In coal-fired power stations, flue gas desulfurization (FGD) is used to “scrub” most of the sulfur dioxide (SO
2) from the gas. FGD is often performed using a wet process in which SO
2 is absorbed from the flue gas by spraying it with a slurry containing limestone (mainly calcium carbonate, CaCO
3). The SO
2 reacts to form calcium sulfite, CaSO
3, which is further oxidized to produce gypsum (CaSO
4 x 2H
2O) by introducing air into the scrubber. The gypsum product is often washed and sold for various uses; otherwise, it is disposed of in a landfill.
Scrubber wastewater chemistry
Water uses in a limestone-gypsum FGD scrubber are easily identified (Figure 1). The gypsum has to be removed continuously from the scrubber, and it is replaced by fresh limestone. In addition, a certain proportion of the circulating water is removed as effluent to control the buildup of chloride from coal combustion products in the scrubber water. The circulating scrubber water also contains other water-soluble impurities from the flue gas and the limestone.

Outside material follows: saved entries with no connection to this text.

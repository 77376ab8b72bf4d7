use std::marker::PhantomData;

use async_trait::async_trait;
use reqwest::{Client, RequestBuilder};
use serde_json::Value;
use tracing::debug;
use url::Url;

use super::envelope::{ApiErrorBody, IdPayload, Response, SearchPayload};
use super::Gateway;
use crate::error::StoreError;
use crate::query::{Filters, Page, QueryDescriptor};
use crate::record::Record;

/// Gateway speaking JSON over HTTP to `{base}/{resource}`.
pub struct RestGateway<R> {
  client: Client,
  base: Url,
  _record: PhantomData<fn() -> R>,
}

impl<R> Clone for RestGateway<R> {
  fn clone(&self) -> Self {
    Self {
      client: self.client.clone(),
      base: self.base.clone(),
      _record: PhantomData,
    }
  }
}

impl<R: Record> RestGateway<R> {
  /// `client` carries timeouts and default headers; `base` is the API root.
  pub fn new(client: Client, base: Url) -> Self {
    Self {
      client,
      base,
      _record: PhantomData,
    }
  }

  /// `{base}/{resource}/{segments..}` with each segment percent-encoded.
  fn url(&self, segments: &[&str]) -> Result<Url, StoreError> {
    let mut url = self.base.clone();
    {
      let mut path = url
        .path_segments_mut()
        .map_err(|_| StoreError::Validation(format!("{} cannot be used as a base URL", self.base)))?;
      path.pop_if_empty().push(R::resource()).extend(segments);
    }
    Ok(url)
  }

  async fn send(&self, request: RequestBuilder) -> Result<Value, StoreError> {
    let response = request
      .send()
      .await
      .map_err(|e| StoreError::Transport(e.to_string()))?;

    let status = response.status();
    let bytes = response
      .bytes()
      .await
      .map_err(|e| StoreError::Transport(e.to_string()))?;

    if !status.is_success() {
      // Non-JSON error bodies still produce a rejection, just without a message
      let body: ApiErrorBody = serde_json::from_slice(&bytes).unwrap_or_default();
      return Err(body.into_error(status.as_u16()));
    }

    if bytes.is_empty() {
      return Ok(Value::Null);
    }

    serde_json::from_slice(&bytes).map_err(|e| StoreError::Decode(e.to_string()))
  }
}

#[async_trait]
impl<R: Record> Gateway<R> for RestGateway<R> {
  async fn list(&self, query: &QueryDescriptor) -> Result<Page<R>, StoreError> {
    let mut url = self.url(&[])?;
    {
      let mut pairs = url.query_pairs_mut();
      pairs
        .append_pair("page", &query.page.to_string())
        .append_pair("pageSize", &query.page_size.to_string());
      if !query.search.is_empty() {
        pairs.append_pair("search", &query.search);
      }
      if let Some(sort) = &query.sort {
        pairs
          .append_pair("sortBy", &sort.column)
          .append_pair("sortDir", sort.direction.as_str());
      }
    }

    debug!(resource = R::resource(), %url, "GET page");
    let body = self.send(self.client.get(url)).await?;
    Response::<Page<R>>::from_json(body)?.into_result()
  }

  async fn create(&self, input: &R::Input) -> Result<Response<String>, StoreError> {
    let url = self.url(&[])?;
    debug!(resource = R::resource(), %url, "POST");
    let body = self.send(self.client.post(url).json(input)).await?;
    created_id(body)
  }

  async fn update(&self, id: &str, patch: &R::Patch) -> Result<Response<String>, StoreError> {
    let url = self.url(&[id])?;
    debug!(resource = R::resource(), %url, "PUT");
    let body = self.send(self.client.put(url).json(patch)).await?;
    if body.is_null() {
      // Some endpoints answer 204; the identifier is unchanged
      return Ok(Response::Raw(id.to_string()));
    }
    Ok(Response::<IdPayload>::from_json(body)?.map(String::from))
  }

  async fn delete(&self, id: &str) -> Result<(), StoreError> {
    let url = self.url(&[id])?;
    debug!(resource = R::resource(), %url, "DELETE");
    let body = self.send(self.client.delete(url)).await?;

    if let Ok(Response::Envelope(envelope)) = Response::<Value>::from_json(body) {
      if !envelope.is_success {
        return Response::Envelope(envelope).into_result().map(|_| ());
      }
    }
    Ok(())
  }

  async fn search(
    &self,
    term: &str,
    limit: usize,
    filters: &Filters,
  ) -> Result<Response<SearchPayload<R>>, StoreError> {
    let mut url = self.url(&["search"])?;
    {
      let mut pairs = url.query_pairs_mut();
      pairs
        .append_pair("term", term)
        .append_pair("limit", &limit.to_string());
      for (key, value) in filters {
        pairs.append_pair(key, value);
      }
    }

    debug!(resource = R::resource(), %url, "GET search");
    let body = self.send(self.client.get(url)).await?;
    Response::from_json(body)
  }

  async fn recent(&self, limit: usize) -> Result<Response<SearchPayload<R>>, StoreError> {
    let mut url = self.url(&["recent"])?;
    url
      .query_pairs_mut()
      .append_pair("limit", &limit.to_string());

    debug!(resource = R::resource(), %url, "GET recent");
    let body = self.send(self.client.get(url)).await?;
    Response::from_json(body)
  }
}

/// Identifier of a freshly created record. Unlike updates there is no id to
/// fall back on, so an empty 2xx body is a decode failure.
fn created_id(body: Value) -> Result<Response<String>, StoreError> {
  if body.is_null() {
    return Err(StoreError::Decode(
      "create response carried no identifier".to_string(),
    ));
  }
  Ok(Response::<IdPayload>::from_json(body)?.map(String::from))
}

1. Water lines. This diagram shows the inputs and outputs of a typical limestone-gypsum wet scrubbing process. Source: HPD
FGD is an evaporative process, so it concentrates these impurities. The wastewater from gypsum dewatering will have a pollutant content that depends mostly on the type of coal burned, the efficiency of the unit's electrostatic precipitator (ESP), the level and type of impurities in the makeup water, the amount of heavy metals and impurities in the limestone, and the choice of gypsum dewatering equipment. A good understanding of these parameters is necessary to properly design an effective FGD purge water treatment system.
Coal is the primary source of the sulfur and chloride in scrubber wastewater and a contributor of heavy metals as well. The composition of the flue gas entering the FGD plant is closely related to the composition of the coal and the way it is burned. It's also determined by the type of upstream particulate-control and denitrification devices used. The flue gas contains SO2, fine particles of flyash and their trace elements, volatile heavy metals such as mercury and selenium, and hydrogen chloride and fluoride.

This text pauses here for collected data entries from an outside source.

//! Notification sink for user-facing store messages.

use tracing::{error, info};

/// Receives toast-worthy messages from stores.
pub trait Notifier: Send + Sync {
  fn error(&self, message: &str);
  fn success(&self, message: &str);
}

/// Routes notifications to the tracing subscriber.
#[derive(Debug, Default, Clone, Copy)]
pub struct TracingNotifier;

impl Notifier for TracingNotifier {
  fn error(&self, message: &str) {
    error!(target: "fintrack::notify", "{}", message);
  }

  fn success(&self, message: &str) {
    info!(target: "fintrack::notify", "{}", message);
  }
}

/// Discards everything.
#[derive(Debug, Default, Clone, Copy)]
pub struct NullNotifier;

impl Notifier for NullNotifier {
  fn error(&self, _message: &str) {}
  fn success(&self, _message: &str) {}
}
//! Cache keys for store queries.

use sha2::{Digest, Sha256};

use crate::query::{Filters, QueryDescriptor};

/// Every query a store can memoize.
#[derive(Clone, Debug, PartialEq, Eq)]
pub enum QueryKey {
  /// A paginated collection load
  Page(QueryDescriptor),
  /// A free-text lookup with its limit and extra filters
  Search {
    term: String,
    limit: usize,
    filters: Filters,
  },
  /// The most recent `limit` records
  Recent { limit: usize },
}

impl QueryKey {
  /// Stable, fixed-length key covering every parameter of the query. Terms
  /// are keyed exactly as they are sent to the server.
  pub fn cache_hash(&self) -> String {
    let input = match self {
      Self::Page(q) => {
        let sort = q
          .sort
          .as_ref()
          .map(|s| format!("{}:{}", s.column, s.direction.as_str()))
          .unwrap_or_default();
        format!(
          "page:{}:{}:{}:{}",
          q.page,
          q.page_size,
          q.search,
          sort
        )
      }
      Self::Search {
        term,
        limit,
        filters,
      } => format!(
        "search:{}:{}:{}",
        term,
        limit,
        render_filters(filters)
      ),
      Self::Recent { limit } => format!("recent:{}", limit),
    };

    // SHA256 hash for stable, fixed-length keys
    let mut hasher = Sha256::new();
    hasher.update(input.as_bytes());
    hex::encode(hasher.finalize())
  }

  pub fn description(&self) -> String {
    match self {
      Self::Page(q) => {
        if q.search.is_empty() {
          format!("page {} (size {})", q.page, q.page_size)
        } else {
          format!("page {} (size {}) matching '{}'", q.page, q.page_size, q.search)
        }
      }
      Self::Search {
        term,
        limit,
        filters,
      } => {
        if filters.is_empty() {
          format!("search '{}' limit {}", term, limit)
        } else {
          format!(
            "search '{}' limit {} [{}]",
            term,
            limit,
            render_filters(filters)
          )
        }
      }
      Self::Recent { limit } => format!("{} most recent", limit),
    }
  }
}

fn render_filters(filters: &Filters) -> String {
  filters
    .iter()
    .map(|(k, v)| format!("{}={}", k, v))
    .collect::<Vec<_>>()
    .join("&")
}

The hydrogen chloride and fluoride are partially absorbed in the absorber and react with the limestone to form soluble calcium chloride and insoluble calcium fluoride. Flyash residues that have not been removed by the ESP are partially washed out in the absorber. Consequently, the amount of heavy metals entering the wastewater with the residues depends on the efficiency of the ESP. Nitrogen compounds such as nitrate, nitrite, and ammonia are also present in FGD wastewater. Most nitrogen compounds are created by coal combustion. The temperature of combustion and the nitrogen content of the coal affect the concentration of the nitrogen compounds. If a selective catalytic reduction (SCR) system is upstream of the FGD plant, unreacted ammonia also may be present in the wastewater.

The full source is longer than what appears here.